**Exercise objective:** Write each line word for word, from the line that contains "correcting observation sets." through the last line of the material below.

**Task data:**
───

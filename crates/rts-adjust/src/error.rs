use rts_core::CoreError;
use thiserror::Error;

/// Errors raised by the adjustment engine.
#[derive(Debug, Error)]
pub enum AdjustError {
    #[error("insufficient redundancy: {equations} equations for {parameters} parameters")]
    InsufficientRedundancy { equations: usize, parameters: usize },
    #[error("variance entry {index} is not positive and finite: {value}")]
    InvalidVariance { index: usize, value: f64 },
    #[error("degenerate geometry: {0}")]
    DegenerateGeometry(String),
    #[error("invalid options: {0}")]
    InvalidOptions(String),
    #[error("dimension mismatch for {what}: expected {expected}, got {got}")]
    DimensionMismatch {
        what: &'static str,
        expected: usize,
        got: usize,
    },
    #[error("chi-square quantile unavailable: {0}")]
    Statistics(String),
    #[error(transparent)]
    Core(#[from] CoreError),
}

pub type AdjustResult<T> = Result<T, AdjustError>;
use crate::frames::{FrameId, INTERMEDIATE_FRAME};
use crate::{Pt3, Real};
use serde::{Deserialize, Serialize};

/// Position and heading of a station in a geodetic reference frame.
#[derive(Debug, Clone, Copy, PartialEq, Serialize, Deserialize)]
pub struct StationPose {
    pub x: Real,
    pub y: Real,
    pub z: Real,
    /// Reference frame the coordinates are expressed in.
    pub frame: FrameId,
    /// Horizontal angle offset (rad) added to every horizontal reading.
    pub orientation: Real,
}

impl StationPose {
    /// Station at the origin of `frame` with zero orientation.
    pub fn origin(frame: FrameId) -> Self {
        Self {
            x: 0.0,
            y: 0.0,
            z: 0.0,
            frame,
            orientation: 0.0,
        }
    }

    pub fn position(&self) -> Pt3 {
        Pt3::new(self.x, self.y, self.z)
    }
}

impl Default for StationPose {
    fn default() -> Self {
        Self::origin(INTERMEDIATE_FRAME)
    }
}
use crate::frames::FrameId;
use thiserror::Error;

/// Errors raised while building or correcting observation sets.
#[derive(Debug, Error)]
pub enum CoreError {
    #[error("observation set is empty")]
    EmptyObservations,
    #[error("non-finite timestamp at index {index}")]
    InvalidTimestamp { index: usize },
    #[error("variance entry {index} is not positive and finite: {value}")]
    InvalidVariance { index: usize, value: f64 },
    #[error("variance configuration `{name}` must be positive and finite, got {value}")]
    InvalidVarianceConfig { name: &'static str, value: f64 },
    #[error("insufficient points for {what}: got {got}, need at least {min}")]
    InsufficientPoints {
        what: &'static str,
        got: usize,
        min: usize,
    },
    #[error("length mismatch: {left} vs {right}")]
    LengthMismatch { left: usize, right: usize },
    #[error("degenerate line fit: {0}")]
    DegenerateLineFit(String),
    #[error("no transformation from frame {from} to frame {to}")]
    UnsupportedFrame { from: FrameId, to: FrameId },
}

pub type CoreResult<T> = Result<T, CoreError>;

───

**Answer to the problem:**
/// Errors raised while building or correcting observation sets.
#[derive(Debug, Error)]
pub enum CoreError {
    #[error("observation set is empty")]
    EmptyObservations,
    #[error("non-finite timestamp at index {index}")]
    InvalidTimestamp { index: usize },
    #[error("variance entry {index} is not positive and finite: {value}")]
    InvalidVariance { index: usize, value: f64 },
    #[error("variance configuration `{name}` must be positive and finite, got {value}")]
    InvalidVarianceConfig { name: &'static str, value: f64 },
    #[error("insufficient points for {what}: got {got}, need at least {min}")]
    InsufficientPoints {
        what: &'static str,
        got: usize,
        min: usize,
    },
    #[error("length mismatch: {left} vs {right}")]
    LengthMismatch { left: usize, right: usize },
    #[error("degenerate line fit: {0}")]
    DegenerateLineFit(String),
    #[error("no transformation from frame {from} to frame {to}")]
    UnsupportedFrame { from: FrameId, to: FrameId },
}

pub type CoreResult<T> = Result<T, CoreError>;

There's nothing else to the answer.